ASSIGNMENT → Search the entries below for "tasks" and copy each matching line.

Collected data entries:

————

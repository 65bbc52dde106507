//! Bounded worker pool for probes.
//!
//! The [`Dialer`] caps the number of probes in flight. Callers past the cap
//! wait for a slot; nothing is rejected.

use std::sync::Arc;
use std::time::Duration;

use tokio::sync::Semaphore;

use crate::probe::{ProbeError, ProbeTarget, Prober};

/// Result of one dial: round-trip time on success, the failure otherwise.
pub type DialResult = Result<Duration, ProbeError>;

/// Concurrency-limited probe executor.
pub struct Dialer {
    slots: Arc<Semaphore>,
    capacity: usize,
    prober: Arc<dyn Prober>,
}

impl Dialer {
    /// Create a dialer with `max_connections` slots. Zero is raised to one.
    pub fn new(max_connections: usize, prober: Arc<dyn Prober>) -> Self {
        let capacity = max_connections.max(1);
        Self {
            slots: Arc::new(Semaphore::new(capacity)),
            capacity,
            prober,
        }
    }

    /// Wait for a free slot, then run exactly one probe against `target`.
    ///
    /// The probe runs in its own task which owns the slot permit, so the slot
    /// is returned on every exit path, including a panicking prober.
    pub async fn submit(&self, target: ProbeTarget) -> DialResult {
        let permit = self
            .slots
            .clone()
            .acquire_owned()
            .await
            .map_err(|_| ProbeError::Worker("dialer is closed".to_string()))?;

        let prober = self.prober.clone();
        let worker = tokio::spawn(async move {
            let _permit = permit; // Hold permit until done
            prober.probe(&target).await
        });

        worker
            .await
            .map_err(|e| ProbeError::Worker(format!("probe task failed: {}", e)))?
    }

    /// Maximum number of concurrent probes.
    pub fn capacity(&self) -> usize {
        self.capacity
    }

    /// Number of probes currently holding a slot.
    pub fn in_flight(&self) -> usize {
        self.capacity - self.slots.available_permits()
    }
}

#[cfg(test)]
mod tests {
    use super::*;
    use async_trait::async_trait;
    use std::sync::atomic::{AtomicUsize, Ordering};

    /// Sleeps for a while and tracks the highest number of concurrent calls.
    struct GaugeProber {
        current: AtomicUsize,
        peak: AtomicUsize,
        hold: Duration,
    }

    #[async_trait]
    impl Prober for GaugeProber {
        async fn probe(&self, target: &ProbeTarget) -> Result<Duration, ProbeError> {
            let now = self.current.fetch_add(1, Ordering::SeqCst) + 1;
            self.peak.fetch_max(now, Ordering::SeqCst);
            tokio::time::sleep(self.hold).await;
            self.current.fetch_sub(1, Ordering::SeqCst);

            if target.address == "down" {
                Err(ProbeError::Timeout(target.timeout))
            } else {
                Ok(Duration::from_millis(5))
            }
        }
    }

    struct PanicProber;

    #[async_trait]
    impl Prober for PanicProber {
        async fn probe(&self, _target: &ProbeTarget) -> Result<Duration, ProbeError> {
            panic!("prober blew up");
        }
    }

    fn gauge(hold: Duration) -> Arc<GaugeProber> {
        Arc::new(GaugeProber {
            current: AtomicUsize::new(0),
            peak: AtomicUsize::new(0),
            hold,
        })
    }

    #[tokio::test(start_paused = true)]
    async fn test_never_exceeds_capacity() {
        let prober = gauge(Duration::from_millis(100));
        let dialer = Arc::new(Dialer::new(3, prober.clone()));

        let mut tasks = tokio::task::JoinSet::new();
        for i in 0..20 {
            let dialer = dialer.clone();
            let address = if i % 4 == 0 { "down" } else { "up" };
            tasks.spawn(async move {
                dialer
                    .submit(ProbeTarget::icmp(address, Duration::from_secs(1)))
                    .await
            });
        }

        let mut ok = 0;
        let mut failed = 0;
        while let Some(result) = tasks.join_next().await {
            match result.unwrap() {
                Ok(_) => ok += 1,
                Err(_) => failed += 1,
            }
        }

        assert_eq!(ok, 15);
        assert_eq!(failed, 5);
        assert_eq!(prober.peak.load(Ordering::SeqCst), 3);
        assert_eq!(dialer.in_flight(), 0);
    }

    #[tokio::test(start_paused = true)]
    async fn test_saturated_pool_makes_callers_wait() {
        let prober = gauge(Duration::from_secs(1));
        let dialer = Arc::new(Dialer::new(1, prober));

        let first = {
            let dialer = dialer.clone();
            tokio::spawn(async move { dialer.submit(ProbeTarget::icmp("up", Duration::from_secs(2))).await })
        };
        tokio::task::yield_now().await;
        assert_eq!(dialer.in_flight(), 1);

        let started = tokio::time::Instant::now();
        tokio_test::assert_ok!(dialer.submit(ProbeTarget::icmp("up", Duration::from_secs(2))).await);
        // Second probe had to wait for the first one to release its slot
        assert!(started.elapsed() >= Duration::from_secs(2) - Duration::from_millis(1));
        tokio_test::assert_ok!(first.await.unwrap());
    }

    #[tokio::test]
    async fn test_panicking_probe_releases_slot() {
        let dialer = Dialer::new(1, Arc::new(PanicProber));

        for _ in 0..3 {
            let result = dialer.submit(ProbeTarget::icmp("x", Duration::from_secs(1))).await;
            assert!(matches!(result, Err(ProbeError::Worker(_))));
        }
        assert_eq!(dialer.in_flight(), 0);
    }

    #[test]
    fn test_zero_capacity_raised_to_one() {
        let dialer = Dialer::new(0, Arc::new(PanicProber));
        assert_eq!(dialer.capacity(), 1);
    }
}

————

TASK RESULT →
        let mut tasks = tokio::task::JoinSet::new();
            tasks.spawn(async move {
        while let Some(result) = tasks.join_next().await {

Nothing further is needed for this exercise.